For the TFA-treated celluloses, the cellulose Iα [1 1 0] lattice plane was shifted from 2θ value of 16° to a higher 2θ value, merging with cellulose Iβ 2θ value. The intensity for [0 0 2] lattice plane was significantly decreased and shifted angle to a lower 2θ value. For the PA-treated celluloses, the intensity for [0 0 2] lattice plane was further weakened compared to TFA-treated celluloses and shifted to a lower 2θ value. It is noticed that cellulose Iα and Iβ [1 1 0] plane lattice signals were not detected, while [1 1 0] lattice plane with 2θ value 12.2° was observed for both A-PA and S-PA. TFA-treated celluloses did not have 2θ values for [1 1 0] that corresponded to PA-treated celluloses. Both PA- and TFA-treated spectra show the transition of cellulose I to cellulose II. PA treatment resulted in a 2θ value of 12°, representing the [1 1 0] lattice plane of cellulose II. TFA treatment resulted in a cellulose I [1 1 0] increased angle shift from 16.5° to close to [2 0 0] [20,21,22,23].
These data show that the cellulose I structure was disrupted and resulted in more disorder cellulose structure . According to our previous study, cellulose II was formed by recrystallization of swollen cellulose when freeze-dried . However, distinct spectra patterns between TFA- and PA-treated cellulose suggest that, besides recrystallization, there may be different effects on the crystal structure between the two swelling agents.
To further examine the changes to the cellulose structure, FTIR analyses of the samples were performed (Fig. 2 and Table 2). Related to the crystallinity change before and after the swelling process, O–H stretching and C–H stretching were the two most significant signals that can be observed in the FTIR spectra.
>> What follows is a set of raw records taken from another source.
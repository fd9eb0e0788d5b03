//! Rule string parsing
//!
//! Tokenizes `when <condition> then <actions>` by repeatedly asking the
//! registered providers, in registration order, whether they can consume the
//! next unconsumed prefix. Grammar errors accumulate on the parse context;
//! the first unresolvable fragment aborts the parse.

use hearth_matcher::{
    match_literal, match_time_duration, DurationSpec, MatchResult, ParseContext, Token,
};
use std::sync::Arc;
use tracing::debug;

use crate::provider::{
    ActionHandler, ActionProvider, PredicateHandler, PredicateKind, PredicateProvider,
};

/// A predicate fragment before it is bound into a rule
pub(crate) struct ParsedPredicate {
    pub token: String,
    pub kind: PredicateKind,
    pub handler: Arc<dyn PredicateHandler>,
    pub r#for: Option<DurationSpec>,
    pub just_trigger: bool,
    pub just_condition: bool,
}

/// An action fragment before it is bound into a rule
pub(crate) struct ParsedAction {
    pub token: String,
    pub handler: Arc<dyn ActionHandler>,
    pub after: Option<DurationSpec>,
    pub r#for: Option<DurationSpec>,
}

/// The outcome of a successful rule-string parse
pub(crate) struct ParsedRule {
    pub condition_token: String,
    pub actions_token: String,
    pub condition_tokens: Vec<Token>,
    pub predicates: Vec<ParsedPredicate>,
    pub actions: Vec<ParsedAction>,
}

/// Parses rule strings against ordered provider lists
pub(crate) struct RuleParser<'a> {
    pub predicate_providers: &'a [Arc<dyn PredicateProvider>],
    pub action_providers: &'a [Arc<dyn ActionProvider>],
}

impl RuleParser<'_> {
    /// Parse a full rule string
    ///
    /// Returns `None` after recording the failure on the context.
    pub fn parse_rule_string(
        &self,
        rule_id: &str,
        rule_string: &str,
        context: &mut ParseContext,
    ) -> Option<ParsedRule> {
        let Some(after_when) = match_keyword(rule_string, &["when"]) else {
            context.add_error(format!("Rule \"{}\" must start with \"when\"", rule_id));
            return None;
        };

        let Some((condition_text, actions_text)) = split_on_then(&after_when.next_input) else {
            context.add_error(format!("Rule \"{}\" is missing \"then\"", rule_id));
            return None;
        };
        let condition_token = condition_text.trim().to_string();
        let actions_token = actions_text.trim().to_string();
        debug!(
            rule = rule_id,
            condition = %condition_token,
            actions = %actions_token,
            "parsing rule segments"
        );

        let (condition_tokens, predicates) =
            self.tokenize_condition(rule_id, &condition_token, context)?;
        let actions = self.tokenize_actions(rule_id, &actions_token, context)?;

        Some(ParsedRule {
            condition_token,
            actions_token,
            condition_tokens,
            predicates,
            actions,
        })
    }

    fn tokenize_condition(
        &self,
        rule_id: &str,
        condition_text: &str,
        context: &mut ParseContext,
    ) -> Option<(Vec<Token>, Vec<ParsedPredicate>)> {
        let mut tokens = Vec::new();
        let mut predicates: Vec<ParsedPredicate> = Vec::new();
        let mut input = condition_text.trim().to_string();
        let mut expecting_predicate = true;

        loop {
            if input.is_empty() {
                if expecting_predicate {
                    context.add_error(format!(
                        "Expected a predicate at the end of rule \"{}\"",
                        rule_id
                    ));
                    return None;
                }
                break;
            }

            if !expecting_predicate {
                if let Some(m) = match_literal(&input, &["]"]) {
                    tokens.push(Token::text("]"));
                    input = m.next_input;
                } else if let Some(m) = match_keyword(&input, &["and", "or"]) {
                    tokens.push(Token::text(m.value));
                    input = m.next_input;
                    expecting_predicate = true;
                } else {
                    context.add_error(format!(
                        "Expected \"and\", \"or\" or \"]\" but found \"{}\" in rule \"{}\"",
                        input, rule_id
                    ));
                    return None;
                }
                continue;
            }

            if let Some(m) = match_literal(&input, &["["]) {
                tokens.push(Token::text("["));
                input = m.next_input;
                continue;
            }

            let mut just_trigger = false;
            let mut just_condition = false;
            if let Some(m) = match_literal(&input, &["trigger:"]) {
                just_trigger = true;
                input = m.next_input;
            } else if let Some(m) = match_literal(&input, &["condition:"]) {
                just_condition = true;
                input = m.next_input;
            }

            let Some(result) = self
                .predicate_providers
                .iter()
                .find_map(|provider| provider.parse_predicate(&input, context))
            else {
                context.add_error(format!(
                    "Could not find a provider that matches \"{}\" of rule \"{}\"",
                    input, rule_id
                ));
                return None;
            };
            input = result.next_input;

            // Optional trailing `for <duration>`. A fragment after `for`
            // that is not a valid duration is not a qualifier, and its
            // speculative errors must not leak into this parse.
            let mut for_spec = None;
            if let Some(m) = match_keyword(&input, &["for"]) {
                let mut scratch = context.scratch();
                if let Some(duration) = match_time_duration(&m.next_input, &mut scratch) {
                    for_spec = Some(duration.value);
                    input = duration.next_input;
                }
            }

            let index = predicates.len();
            tokens.extend([
                Token::text("predicate"),
                Token::text("("),
                Token::number(index as f64),
                Token::text(")"),
            ]);
            predicates.push(ParsedPredicate {
                token: result.token,
                kind: result.handler.kind(),
                handler: result.handler,
                r#for: for_spec,
                just_trigger,
                just_condition,
            });
            expecting_predicate = false;
        }

        Some((tokens, predicates))
    }

    fn tokenize_actions(
        &self,
        rule_id: &str,
        actions_text: &str,
        context: &mut ParseContext,
    ) -> Option<Vec<ParsedAction>> {
        let mut actions = Vec::new();
        let mut input = actions_text.trim().to_string();

        if input.is_empty() {
            context.add_error(format!("Rule \"{}\" has no actions", rule_id));
            return None;
        }

        loop {
            let mut after_spec = None;
            let mut for_spec = None;
            self.consume_qualifiers(&mut input, &mut after_spec, &mut for_spec, context);

            let Some(result) = self
                .action_providers
                .iter()
                .find_map(|provider| provider.parse_action(&input, context))
            else {
                context.add_error(format!(
                    "Could not find a provider that matches \"{}\" of rule \"{}\"",
                    input, rule_id
                ));
                return None;
            };
            input = result.next_input;

            self.consume_qualifiers(&mut input, &mut after_spec, &mut for_spec, context);

            actions.push(ParsedAction {
                token: result.token,
                handler: result.handler,
                after: after_spec,
                r#for: for_spec,
            });

            if input.is_empty() {
                break;
            }
            if let Some(m) = match_keyword(&input, &["and"]) {
                input = m.next_input;
                continue;
            }
            context.add_error(format!(
                "Expected \"and\" or the end of rule \"{}\" but found \"{}\"",
                rule_id, input
            ));
            return None;
        }

        Some(actions)
    }

    // `after <duration>` and `for <duration>` in either position around the
    // action text, each at most once.
    fn consume_qualifiers(
        &self,
        input: &mut String,
        after_spec: &mut Option<DurationSpec>,
        for_spec: &mut Option<DurationSpec>,
        context: &ParseContext,
    ) {
        loop {
            if after_spec.is_none() {
                if let Some(m) = match_keyword(input, &["after"]) {
                    let mut scratch = context.scratch();
                    if let Some(duration) = match_time_duration(&m.next_input, &mut scratch) {
                        *after_spec = Some(duration.value);
                        *input = duration.next_input;
                        continue;
                    }
                }
            }
            if for_spec.is_none() {
                if let Some(m) = match_keyword(input, &["for"]) {
                    let mut scratch = context.scratch();
                    if let Some(duration) = match_time_duration(&m.next_input, &mut scratch) {
                        *for_spec = Some(duration.value);
                        *input = duration.next_input;
                        continue;
                    }
                }
            }
            break;
        }
    }
}

// Literal match that additionally requires a word boundary after the
// keyword, so "or" never bites into "order".
fn match_keyword<'p>(input: &str, keywords: &[&'p str]) -> Option<MatchResult<&'p str>> {
    let trimmed = input.trim_start();
    let result = match_literal(input, keywords)?;
    let after = &trimmed[result.matched.len()..];
    if after.starts_with(|c: char| c.is_ascii_alphanumeric() || c == '_') {
        return None;
    }
    Some(result)
}

// Find the first standalone `then` outside of quoted strings.
fn split_on_then(input: &str) -> Option<(&str, &str)> {
    let bytes = input.as_bytes();
    let mut in_quotes = false;
    let mut i = 0;

    while i < bytes.len() {
        match bytes[i] {
            b'\\' if in_quotes => {
                i += 2;
                continue;
            }
            b'"' => in_quotes = !in_quotes,
            b't' if !in_quotes && input[i..].starts_with("then") => {
                let boundary_before = i == 0 || !is_word_byte(bytes[i - 1]);
                let after = &input[i + 4..];
                let boundary_after = !after.starts_with(|c: char| is_word_char(c));
                if boundary_before && boundary_after {
                    return Some((&input[..i], after));
                }
            }
            _ => {}
        }
        i += 1;
    }

    None
}

fn is_word_byte(b: u8) -> bool {
    b.is_ascii_alphanumeric() || b == b'_'
}

fn is_word_char(c: char) -> bool {
    c.is_ascii_alphanumeric() || c == '_'
}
The O–H stretching is observed at the absorbance of 3600–3100 cm−1 which includes valence vibration of hydrogen-bonded OH groups, i.e., the intramolecular hydrogen bond, intermolecular hydrogen bond, and the O–H stretching. The signal intensities are significantly weakened by PA swelling, while TFA swelling does not result in as significant change as PA does. The O–H stretching corresponds both to the larger CrI decrease by PA than by TFA and to the XRD spectra results. Both TFA and PA can significantly decrease the cellulose structure crystallinity, while decrystallization by PA was more complete than by TFA.
The C–H stretching signal indicates a high percentage of long-chain hydrocarbons in the sample. Decreasing signal for C–H stretching (2895 cm−1) was observed after the swelling process in both substrates. PA decreased more than TFA. This is consistent with what was observed in the XRD results.
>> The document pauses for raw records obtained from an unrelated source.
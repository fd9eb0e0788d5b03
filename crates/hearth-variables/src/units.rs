//! Measurement-unit propagation through arithmetic

use crate::error::{EvalError, EvalResult};

/// Unit of an addition or subtraction result
///
/// Both operand units must be equal or one empty; the result is the
/// non-empty one. Two different non-empty units cannot be combined.
pub fn combine_additive(op: &'static str, left: &str, right: &str) -> EvalResult<String> {
    match (left.is_empty(), right.is_empty()) {
        (true, _) => Ok(right.to_string()),
        (_, true) => Ok(left.to_string()),
        _ if left == right => Ok(left.to_string()),
        _ => Err(EvalError::UnitMismatch {
            op,
            left: left.to_string(),
            right: right.to_string(),
        }),
    }
}

/// Unit of a multiplication result: `U1*U2`, empty operands contribute
/// nothing
pub fn combine_multiply(left: &str, right: &str) -> String {
    match (left.is_empty(), right.is_empty()) {
        (true, true) => String::new(),
        (true, false) => right.to_string(),
        (false, true) => left.to_string(),
        (false, false) => format!("{}*{}", left, right),
    }
}

/// Unit of a division result: `U1/U2`, with a unitless numerator over a unit
/// denominator yielding `1/U2`
pub fn combine_divide(left: &str, right: &str) -> String {
    match (left.is_empty(), right.is_empty()) {
        (true, true) => String::new(),
        (false, true) => left.to_string(),
        (true, false) => format!("1/{}", right),
        (false, false) => format!("{}/{}", left, right),
    }
}
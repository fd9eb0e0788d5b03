//! Computed values: numbers with measurement units, or text

use serde::{Deserialize, Serialize};
use std::fmt;

use crate::error::{EvalError, EvalResult};

/// A computed value
///
/// Numbers carry a unit string (possibly empty); text values have none.
#[derive(Debug, Clone, PartialEq, Serialize, Deserialize)]
#[serde(untagged)]
pub enum Value {
    Text(String),
    Number { value: f64, unit: String },
}

impl Value {
    /// A unitless number
    pub fn number(value: f64) -> Self {
        Value::Number {
            value,
            unit: String::new(),
        }
    }

    /// A number with a unit
    pub fn with_unit(value: f64, unit: impl Into<String>) -> Self {
        Value::Number {
            value,
            unit: unit.into(),
        }
    }

    /// A text value
    pub fn text(s: impl Into<String>) -> Self {
        Value::Text(s.into())
    }

    /// The numeric value, or an error for text
    pub fn as_number(&self) -> EvalResult<f64> {
        match self {
            Value::Number { value, .. } => Ok(*value),
            Value::Text(s) => Err(EvalError::NotANumber(s.clone())),
        }
    }

    /// The unit string (empty for text and unitless numbers)
    pub fn unit(&self) -> &str {
        match self {
            Value::Number { unit, .. } => unit,
            Value::Text(_) => "",
        }
    }
}

impl fmt::Display for Value {
    fn fmt(&self, f: &mut fmt::Formatter<'_>) -> fmt::Result {
        match self {
            Value::Number { value, .. } => write!(f, "{}", value),
            Value::Text(s) => write!(f, "{}", s),
        }
    }
}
The drastically decrease of crystallinity of cellulose and lignocellulosic substrates to more amorphous cellulose regions was also observed by treating cellulose residue using ionic liquids, confirming that both swelling agents and ionic liquids could enhance the cellulose conversion efficiency by breaking the cellulose microstructure hydrogen bond to increase the accessible area .
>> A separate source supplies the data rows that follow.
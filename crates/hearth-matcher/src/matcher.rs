//! Match operations over immutable input strings
//!
//! Each operation consumes a prefix of the input and returns the exact
//! substring matched, the left-trimmed remainder, and a payload. `None`
//! signals that the grammar alternative does not apply; panics are reserved
//! for programmer misuse such as an empty pattern list.

use crate::context::ParseContext;
use crate::token::Token;

/// The outcome of one matcher attempt over an input string
#[derive(Debug, Clone, PartialEq)]
pub struct MatchResult<T> {
    /// The exact substring consumed
    pub matched: String,

    /// The unconsumed, left-trimmed remainder
    pub next_input: String,

    /// Matcher-specific payload
    pub value: T,
}

impl<T> MatchResult<T> {
    fn new(matched: impl Into<String>, next_input: &str, value: T) -> Self {
        Self {
            matched: matched.into(),
            next_input: next_input.trim_start().to_string(),
            value,
        }
    }
}

/// Match the longest literal alternative the input begins with
///
/// Matching is case-sensitive. Leading whitespace is insignificant and is
/// consumed as part of remaining-input normalization.
///
/// # Panics
///
/// Panics when `patterns` is empty — that is a malformed call site, not an
/// expected grammar alternative.
pub fn match_literal<'p>(input: &str, patterns: &[&'p str]) -> Option<MatchResult<&'p str>> {
    assert!(
        !patterns.is_empty(),
        "match_literal requires at least one pattern"
    );

    let trimmed = input.trim_start();
    let best = patterns
        .iter()
        .filter(|p| !p.is_empty() && trimmed.starts_with(**p))
        .max_by_key(|p| p.len())?;

    Some(MatchResult::new(*best, &trimmed[best.len()..], *best))
}

/// Match an integer or decimal literal, with an optional leading minus
pub fn match_number(input: &str) -> Option<MatchResult<f64>> {
    let trimmed = input.trim_start();
    let rest = scan_number(trimmed)?;
    let consumed = &trimmed[..trimmed.len() - rest.len()];
    let value: f64 = consumed.parse().ok()?;
    Some(MatchResult::new(consumed, rest, value))
}

/// Match a `$name` variable reference against the known variables
///
/// The payload is the variable name without its `$` sigil. An unknown name
/// records an error on the context and fails the match.
pub fn match_variable(input: &str, context: &mut ParseContext) -> Option<MatchResult<String>> {
    let trimmed = input.trim_start();
    let rest = trimmed.strip_prefix('$')?;

    let name_len = rest
        .find(|c: char| !is_variable_char(c))
        .unwrap_or(rest.len());
    if name_len == 0 {
        return None;
    }

    let name = &rest[..name_len];
    if !context.has_variable(name) {
        context.add_error(format!("Could not find variable \"${}\"", name));
        return None;
    }

    Some(MatchResult::new(
        &trimmed[..name_len + 1],
        &rest[name_len..],
        name.to_string(),
    ))
}

/// Match a complete arithmetic expression, yielding its flat token sequence
///
/// The grammar covers integer/decimal literals, `$name` variable references,
/// `name(arg, …)` function calls, binary `+ - * /` with conventional
/// precedence, and parenthesized grouping. The token sequence is the exact
/// left-to-right reading of the consumed text, including literal `(` / `)`
/// tokens where they appeared.
pub fn match_numeric_expression(
    input: &str,
    context: &mut ParseContext,
) -> Option<MatchResult<Vec<Token>>> {
    let trimmed = input.trim_start();
    let mut parser = ExpressionParser {
        context,
        tokens: Vec::new(),
    };

    let rest = parser.expression(trimmed)?;
    let matched = trimmed[..trimmed.len() - rest.len()].trim_end();
    Some(MatchResult::new(matched, rest, parser.tokens))
}

/// Match a plain double-quoted string literal with no interpolation
///
/// The payload is the unescaped content. Escapes: `\"` → quote, `\$` → `$`,
/// `\\` → backslash, `\n` → newline; any other backslash sequence is kept
/// verbatim.
pub fn match_string(input: &str) -> Option<MatchResult<String>> {
    let trimmed = input.trim_start();
    let body = trimmed.strip_prefix('"')?;

    let mut content = String::new();
    let mut chars = body.char_indices();
    while let Some((i, c)) = chars.next() {
        match c {
            '\\' => match chars.next() {
                Some((_, escaped @ ('"' | '$' | '\\'))) => content.push(escaped),
                Some((_, 'n')) => content.push('\n'),
                Some((_, other)) => {
                    content.push('\\');
                    content.push(other);
                }
                // Unterminated escape at end of input
                None => return None,
            },
            '"' => {
                let consumed = &trimmed[..i + 2];
                return Some(MatchResult::new(consumed, &body[i + 1..], content));
            }
            _ => content.push(c),
        }
    }

    // Unterminated string
    None
}

/// Match a double-quoted literal interleaving text, `$name` references, and
/// `{…}` embedded sub-expressions
///
/// The token sequence alternates quoted-text tokens with interpolated
/// variable/expression tokens: an embedded `{expr}` appears as a
/// parenthesized token group, and the sequence always ends with a quoted-text
/// token (possibly `""`). Escape handling matches [`match_string`]; in
/// particular a *double* backslash before `n` yields a literal backslash
/// followed by a plain `n`, not a newline.
pub fn match_string_with_vars(
    input: &str,
    context: &mut ParseContext,
) -> Option<MatchResult<Vec<Token>>> {
    let trimmed = input.trim_start();
    let body = trimmed.strip_prefix('"')?;

    let mut tokens = Vec::new();
    let mut text = String::new();
    let mut rest = body;

    loop {
        let mut chars = rest.char_indices();
        let (i, c) = chars.next()?;
        match c {
            '\\' => match chars.next() {
                Some((j, escaped @ ('"' | '$' | '\\'))) => {
                    text.push(escaped);
                    rest = &rest[j + 1..];
                }
                Some((j, 'n')) => {
                    text.push('\n');
                    rest = &rest[j + 1..];
                }
                Some((j, other)) => {
                    text.push('\\');
                    text.push(other);
                    rest = &rest[j + other.len_utf8()..];
                }
                None => return None,
            },
            '"' => {
                tokens.push(Token::text(format!("\"{}\"", text)));
                let consumed_len = trimmed.len() - rest.len() + 1;
                return Some(MatchResult::new(
                    &trimmed[..consumed_len],
                    &rest[i + 1..],
                    tokens,
                ));
            }
            '$' => {
                let var = match_variable(rest, context)?;
                tokens.push(Token::text(format!("\"{}\"", text)));
                text.clear();
                tokens.push(Token::text(var.matched));
                // Interpolation must not eat the whitespace after the
                // reference: it belongs to the string text.
                rest = &rest[1 + var.value.len()..];
            }
            '{' => {
                let inner = &rest[1..];
                let expr = match_numeric_expression(inner, context)?;
                // next_input is a left-trimmed suffix of `inner`, so the
                // remainder starts at the matching byte offset from the end.
                let after_expr = &inner[inner.len() - expr.next_input.len()..];
                let after_close = after_expr.strip_prefix('}')?;

                tokens.push(Token::text(format!("\"{}\"", text)));
                text.clear();
                tokens.push(Token::text("("));
                tokens.extend(expr.value);
                tokens.push(Token::text(")"));
                rest = after_close;
            }
            _ => {
                text.push(c);
                rest = &rest[i + c.len_utf8()..];
            }
        }
    }
}

fn is_variable_char(c: char) -> bool {
    c.is_ascii_alphanumeric() || matches!(c, '_' | '-' | '.')
}

fn is_identifier_start(c: char) -> bool {
    c.is_ascii_alphabetic() || c == '_'
}

fn is_identifier_char(c: char) -> bool {
    c.is_ascii_alphanumeric() || c == '_'
}

// Consume an integer/decimal literal, returning the remainder.
fn scan_number(input: &str) -> Option<&str> {
    let bytes = input.as_bytes();
    let mut pos = 0;

    if bytes.first() == Some(&b'-') {
        pos += 1;
    }
    let digits_start = pos;
    while pos < bytes.len() && bytes[pos].is_ascii_digit() {
        pos += 1;
    }
    if pos == digits_start {
        return None;
    }
    if pos < bytes.len() && bytes[pos] == b'.' {
        pos += 1;
        while pos < bytes.len() && bytes[pos].is_ascii_digit() {
            pos += 1;
        }
    }

    Some(&input[pos..])
}

/// Recursive-descent arithmetic parser accumulating the flat token sequence
///
/// Alternatives that fail after pushing tokens truncate back to their entry
/// checkpoint, so a failed branch never leaks partial tokens.
struct ExpressionParser<'c> {
    context: &'c mut ParseContext,
    tokens: Vec<Token>,
}

impl ExpressionParser<'_> {
    // expression := term (('+' | '-') term)*
    fn expression<'a>(&mut self, input: &'a str) -> Option<&'a str> {
        let mut rest = self.term(input)?;
        loop {
            let trimmed = rest.trim_start();
            let op = match trimmed.chars().next() {
                Some(op @ ('+' | '-')) => op,
                _ => break,
            };

            let checkpoint = self.tokens.len();
            self.tokens.push(Token::text(op.to_string()));
            match self.term(&trimmed[1..]) {
                Some(after) => rest = after,
                None => {
                    self.tokens.truncate(checkpoint);
                    break;
                }
            }
        }
        Some(rest)
    }

    // term := factor (('*' | '/') factor)*
    fn term<'a>(&mut self, input: &'a str) -> Option<&'a str> {
        let mut rest = self.factor(input)?;
        loop {
            let trimmed = rest.trim_start();
            let op = match trimmed.chars().next() {
                Some(op @ ('*' | '/')) => op,
                _ => break,
            };

            let checkpoint = self.tokens.len();
            self.tokens.push(Token::text(op.to_string()));
            match self.factor(&trimmed[1..]) {
                Some(after) => rest = after,
                None => {
                    self.tokens.truncate(checkpoint);
                    break;
                }
            }
        }
        Some(rest)
    }

    // factor := '(' expression ')' | number | '$'name | name '(' args ')'
    fn factor<'a>(&mut self, input: &'a str) -> Option<&'a str> {
        let trimmed = input.trim_start();

        if let Some(body) = trimmed.strip_prefix('(') {
            let checkpoint = self.tokens.len();
            self.tokens.push(Token::text("("));
            if let Some(rest) = self.expression(body) {
                if let Some(after) = rest.trim_start().strip_prefix(')') {
                    self.tokens.push(Token::text(")"));
                    return Some(after);
                }
            }
            self.tokens.truncate(checkpoint);
            return None;
        }

        if let Some(rest) = scan_number(trimmed) {
            let literal = &trimmed[..trimmed.len() - rest.len()];
            self.tokens.push(Token::number(literal.parse().ok()?));
            return Some(rest);
        }

        if trimmed.starts_with('$') {
            let var = match_variable(trimmed, self.context)?;
            self.tokens.push(Token::text(var.matched.clone()));
            return Some(&trimmed[var.matched.len()..]);
        }

        self.function_call(trimmed)
    }

    // name '(' expression (',' expression)* ')'
    fn function_call<'a>(&mut self, input: &'a str) -> Option<&'a str> {
        if !input.starts_with(is_identifier_start) {
            return None;
        }
        let name_len = input
            .find(|c: char| !is_identifier_char(c))
            .unwrap_or(input.len());
        let name = &input[..name_len];
        let after_name = input[name_len..].trim_start();

        let Some(body) = after_name.strip_prefix('(') else {
            return None;
        };
        let Some(signature) = self.context.function(name) else {
            self.context
                .add_error(format!("Could not find function \"{}\"", name));
            return None;
        };

        let checkpoint = self.tokens.len();
        self.tokens.push(Token::text(name));
        self.tokens.push(Token::text("("));

        let mut rest = body;
        let mut arg_count = 0;
        if rest.trim_start().starts_with(')') {
            rest = rest.trim_start().strip_prefix(')').unwrap();
        } else {
            loop {
                match self.expression(rest) {
                    Some(after) => {
                        arg_count += 1;
                        let trimmed = after.trim_start();
                        if let Some(next) = trimmed.strip_prefix(',') {
                            self.tokens.push(Token::text(","));
                            rest = next;
                        } else if let Some(next) = trimmed.strip_prefix(')') {
                            rest = next;
                            break;
                        } else {
                            self.tokens.truncate(checkpoint);
                            return None;
                        }
                    }
                    None => {
                        self.tokens.truncate(checkpoint);
                        return None;
                    }
                }
            }
        }

        if !signature.accepts(arg_count) {
            self.context.add_error(format!(
                "Function \"{}\" expects {} arguments, got {}",
                name,
                signature.describe(),
                arg_count
            ));
            self.tokens.truncate(checkpoint);
            return None;
        }

        self.tokens.push(Token::text(")"));
        Some(rest)
    }
}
Study redistribution and recrystallization of cellulose content by CP/MAS 13C NMR
In addition to XRD and FTIR, CP/MAS 13C NMR provided insight into cellulosic substructural changes from swelling treatment. Larsson et al.  and Wickholm et al.  determined spectral fitting methods and assignment for cellulose using cotton linter and several other cellulose sources. They found that the deconvoluted NMR signal of C-4 region (80–92 ppm) gives key information on the specific cellulose fibril structure. The C-4 region divided into two distinct region ranges: crystalline region and amorphous region . Region from 86 to 92 ppm represents cellulose in more ordered forms. It is crystalline and defined separately as Iα at 89.35 ppm, I(α+β) at 88.5 ppm, and Iβ at 87.91 ppm. A fourth form of cellulose with more mobility was determined and named as paracrystalline at 88.25 ppm. It was in-core or beneath fibril with less-ordered crystalline form compared to the others. All of the four crystalline regions are surface inaccessible to the surrounding solvent.
Region from 80 to 86 ppm represents more disordered forms or amorphous cellulose. They are defined as (solvent) accessible fibril surface, (solvent) inaccessible fibril surface and cellulose oligomers, respectively . Solvent-accessible fibril surface at 84.95 and 83.26 ppm is determined to be amorphous cellulose at fibril or crystallite surfaces accessible to surrounding solvent [28, 29]. In contrast, inaccessible fibril surface at 83.43 ppm are defined as amorphous form cellulose portion which is inaccessible to the surrounding solvent. Cellulose oligomers at 81.68 ppm are defined as less-ordered forms of carbohydrates or hemicellulose residues .
From Fig. 3 and Table 3, the NMR spectra showed that untreated celluloses had a dominant crystalline peak compared to the amorphous region. After TFA swelling process, the amorphous region was significantly enhanced, while the crystalline region decreased. The peaks change trends correspond to the CrI decrease after TFA swelling treatment. After PA treatment, more severe decrease of the crystalline region could be observed. The dominant peak fell on amorphous region. With the transition of the crystalline peaks to the amorphous peaks, the CrI value of both PA-treated sample decreased more substantial than the TFA-treated sample (Table 1). The CrI value changes indicate the H-bonding rearrangement undergoing within the cellulose structure for both TFA-treated and PA-treated sample. The PA treatment has more thoroughly change in the cellulose substructure than TFA swelling treatment, which can be further confirmed and analyzed by the deconvoluted peaks.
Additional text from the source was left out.